- [ACTIVITY]: Both the line below containing "pub fn volts_to_raw(volts: f64)" and the line containing "raw channel counts.", along with every line between them, should be repeated exactly; no other line belongs in the answer.

===== PROVIDED RECORDS

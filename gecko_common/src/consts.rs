//! Protocol, safety and timing constants.
//!
//! Defaults here are used when the TOML configuration omits a value.

/// Number of motion axes on the testbed.
pub const AXIS_COUNT: usize = 3;

// ─── Force sensor frame ─────────────────────────────────────────────

/// Frame-start marker byte.
pub const FRAME_START: u8 = 0xA5;

/// Fixed frame terminator (CR LF).
pub const FRAME_TERMINATOR: [u8; 2] = [0x0D, 0x0A];

/// Total frame length in bytes, marker and terminator included.
pub const FRAME_LEN: usize = 11;

/// Raw ADC code corresponding to 0 V.
pub const ADC_MIDPOINT: f64 = 32768.0;

/// Full-scale input voltage of the sensor amplifier [V].
pub const ADC_FULL_SCALE_VOLTS: f64 = 2.0;

/// Command that stops sensor data transmission (also the first init command).
pub const SENSOR_STOP_COMMAND: &[u8] = &[0x23];

/// Wait after [`SENSOR_STOP_COMMAND`] [ms].
pub const SENSOR_STOP_DELAY_MS: u64 = 500;

/// Sensor initialisation procedure: `(command bytes, delay after [ms])`.
///
/// Stop streaming, unlock, select 12.5 Hz output, zero the three channels,
/// start streaming.
pub const SENSOR_INIT_SEQUENCE: &[(&[u8], u64)] = &[
    (&[0x23], 500),
    (&[0x26, 0x01, 0x62, 0x65, 0x72, 0x6C, 0x69, 0x6E], 100),
    (&[0x12, 0xA6], 100),
    (&[0x0C, 0x01], 500),
    (&[0x0C, 0x02], 500),
    (&[0x0C, 0x03], 500),
    (&[0x24], 500),
];

// ─── Safety ─────────────────────────────────────────────────────────

/// Default hard force ceiling [N]. Any force trigger fires above it.
pub const DEFAULT_MAX_FORCE_LIMIT: f64 = 10.0;

/// Default band around the hold target considered "on target" [N].
pub const DEFAULT_HOLD_TOLERANCE: f64 = 0.1;

// ─── Calibration defaults [N/V] ─────────────────────────────────────

/// Default Fx scale factor.
pub const DEFAULT_FX_FACTOR: f64 = 10.0 / 0.5;
/// Default Fy scale factor.
pub const DEFAULT_FY_FACTOR: f64 = 10.0 / 0.5;
/// Default Fz scale factor.
pub const DEFAULT_FZ_FACTOR: f64 = 10.0 / 0.49;

// ─── Serial link ────────────────────────────────────────────────────

/// Default sensor serial port.
pub const DEFAULT_SERIAL_PORT: &str = "/dev/ttyUSB0";
/// Default sensor baud rate.
pub const DEFAULT_BAUD_RATE: u32 = 115_200;
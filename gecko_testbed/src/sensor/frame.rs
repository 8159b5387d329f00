//! Sensor frame layout and decoding.
//!
//! ```text
//! offset  0     1..3   3..5   5..7   7..9      9..11
//!        ┌────┬──────┬──────┬──────┬─────────┬───────┐
//!        │0xA5│  Fx  │  Fy  │  Fz  │ (unused)│ CR LF │
//!        └────┴──────┴──────┴──────┴─────────┴───────┘
//! ```
//!
//! Channel values are unsigned 16-bit big-endian ADC counts centred on
//! 32768, spanning ±2 V.

use gecko_common::force::ChannelValues;
use gecko_common::prelude::*;

/// One complete frame.
pub type Frame = [u8; FRAME_LEN];

/// Raw ADC counts of the three force channels.
#[derive(Debug, Clone, Copy, PartialEq, Eq)]
pub struct RawSample {
    /// Fx counts.
    pub fx: u16,
    /// Fy counts.
    pub fy: u16,
    /// Fz counts.
    pub fz: u16,
}

impl RawSample {
    /// Sample at zero volts on every channel.
    pub const MIDPOINT: RawSample = RawSample {
        fx: 32768,
        fy: 32768,
        fz: 32768,
    };

    /// Quantize channel voltages.
    pub fn from_volts(volts: ChannelValues) -> Self {
        Self {
            fx: volts_to_raw(volts.fx),
            fy: volts_to_raw(volts.fy),
            fz: volts_to_raw(volts.fz),
        }
    }

    /// Channel voltages.
    pub fn volts(&self) -> ChannelValues {
        ChannelValues {
            fx: raw_to_volts(self.fx),
            fy: raw_to_volts(self.fy),
            fz: raw_to_volts(self.fz),
        }
    }
}

/// ADC counts to volts.
#[inline]
pub fn raw_to_volts(raw: u16) -> f64 {
    (f64::from(raw) - ADC_MIDPOINT) / ADC_MIDPOINT * ADC_FULL_SCALE_VOLTS
}

/// Volts to the nearest ADC count, saturating at the converter range.
#[inline]
pub fn volts_to_raw(volts: f64) -> u16 {
    let counts = (volts / ADC_FULL_SCALE_VOLTS * ADC_MIDPOINT + ADC_MIDPOINT).round();
    counts.clamp(0.0, f64::from(u16::MAX)) as u16
}

/// Check framing and extract the raw channel counts.
pub fn parse_frame(bytes: &[u8]) -> Result<RawSample, FrameError> {
    if bytes.len() != FRAME_LEN {
        return Err(FrameError::WrongLength(bytes.len()));
    }
    if bytes[0] != FRAME_START {
        return Err(FrameError::BadSync(bytes[0]));
    }
    let tail = [bytes[FRAME_LEN - 2], bytes[FRAME_LEN - 1]];
    if tail != FRAME_TERMINATOR {
        return Err(FrameError::BadTerminator(tail));
    }
    let word = |i: usize| u16::from_be_bytes([bytes[i], bytes[i + 1]]);
    Ok(RawSample {
        fx: word(1),
        fy: word(3),
        fz: word(5),
    })
}

/// Decode a frame into a calibrated reading.
///
/// Each component is `volts * factor - offset` rounded to 0.01 N; shear is
/// derived from the rounded Fx and Fy.
pub fn decode_frame(bytes: &[u8], calibration: &CalibrationProfile) -> Result<ForceReading, FrameError> {
    let sample = parse_frame(bytes)?;
    Ok(calibration.apply(sample.volts()))
}

/// Build a well-formed frame; the unused word is zero.
pub fn encode_frame(sample: RawSample) -> Frame {
    let mut frame = [0u8; FRAME_LEN];
    frame[0] = FRAME_START;
    frame[1..3].copy_from_slice(&sample.fx.to_be_bytes());
    frame[3..5].copy_from_slice(&sample.fy.to_be_bytes());
    frame[5..7].copy_from_slice(&sample.fz.to_be_bytes());
    frame[FRAME_LEN - 2..].copy_from_slice(&FRAME_TERMINATOR);
    frame
}

#[cfg(test)]
mod tests {
    use super::*;

    fn unit() -> CalibrationProfile {
        CalibrationProfile::with_factors(1.0, 1.0, 1.0)
    }

    #[test]
    fn test_midpoint_decodes_to_zero() {
        let frame = [0xA5, 0x80, 0x00, 0x80, 0x00, 0x80, 0x00, 0x00, 0x00, 0x0D, 0x0A];
        let reading = decode_frame(&frame, &unit()).unwrap();
        assert_eq!(reading, ForceReading::new(0.0, 0.0, 0.0));
        assert_eq!(reading.shear, 0.0);
    }

    #[test]
    fn test_full_scale_fx() {
        let frame = encode_frame(RawSample {
            fx: 0xFFFF,
            ..RawSample::MIDPOINT
        });
        let reading = decode_frame(&frame, &unit()).unwrap();
        assert_eq!(reading.fx, 2.0);
        assert_eq!(reading.shear, 2.0);
    }

    #[test]
    fn test_lowest_count_fx() {
        let frame = encode_frame(RawSample {
            fx: 0x0000,
            ..RawSample::MIDPOINT
        });
        let reading = decode_frame(&frame, &unit()).unwrap();
        assert_eq!(reading.fx, -2.0);
    }

    #[test]
    fn test_offset_applied_after_scaling() {
        let mut profile = CalibrationProfile::with_factors(10.0, 10.0, 10.0);
        profile.offsets.fz = 0.5;
        // 1 V on Fz
        let frame = encode_frame(RawSample {
            fz: 49152,
            ..RawSample::MIDPOINT
        });
        let reading = decode_frame(&frame, &profile).unwrap();
        assert_eq!(reading.fz, 9.5);
    }

    #[test]
    fn test_wrong_length_rejected() {
        let frame = [0xA5, 0x80, 0x00, 0x80, 0x00, 0x80, 0x00, 0x00, 0x00, 0x0D];
        assert_eq!(
            decode_frame(&frame, &unit()),
            Err(FrameError::WrongLength(10))
        );
    }

    #[test]
    fn test_bad_terminator_rejected() {
        let mut frame = encode_frame(RawSample::MIDPOINT);
        frame[10] = 0x00;
        assert_eq!(
            decode_frame(&frame, &unit()),
            Err(FrameError::BadTerminator([0x0D, 0x00]))
        );
    }

    #[test]
    fn test_bad_sync_rejected() {
        let mut frame = encode_frame(RawSample::MIDPOINT);
        frame[0] = 0x5A;
        assert_eq!(decode_frame(&frame, &unit()), Err(FrameError::BadSync(0x5A)));
    }

    #[test]
    fn test_volts_to_raw_saturates() {
        assert_eq!(volts_to_raw(5.0), u16::MAX);
        assert_eq!(volts_to_raw(-5.0), 0);
        assert_eq!(volts_to_raw(0.0), 32768);
    }
}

==========

- [YOUR SOLUTION]:
pub fn volts_to_raw(volts: f64) -> u16 {
    let counts = (volts / ADC_FULL_SCALE_VOLTS * ADC_MIDPOINT + ADC_MIDPOINT).round();
    counts.clamp(0.0, f64::from(u16::MAX)) as u16
}

/// Check framing and extract the raw channel counts.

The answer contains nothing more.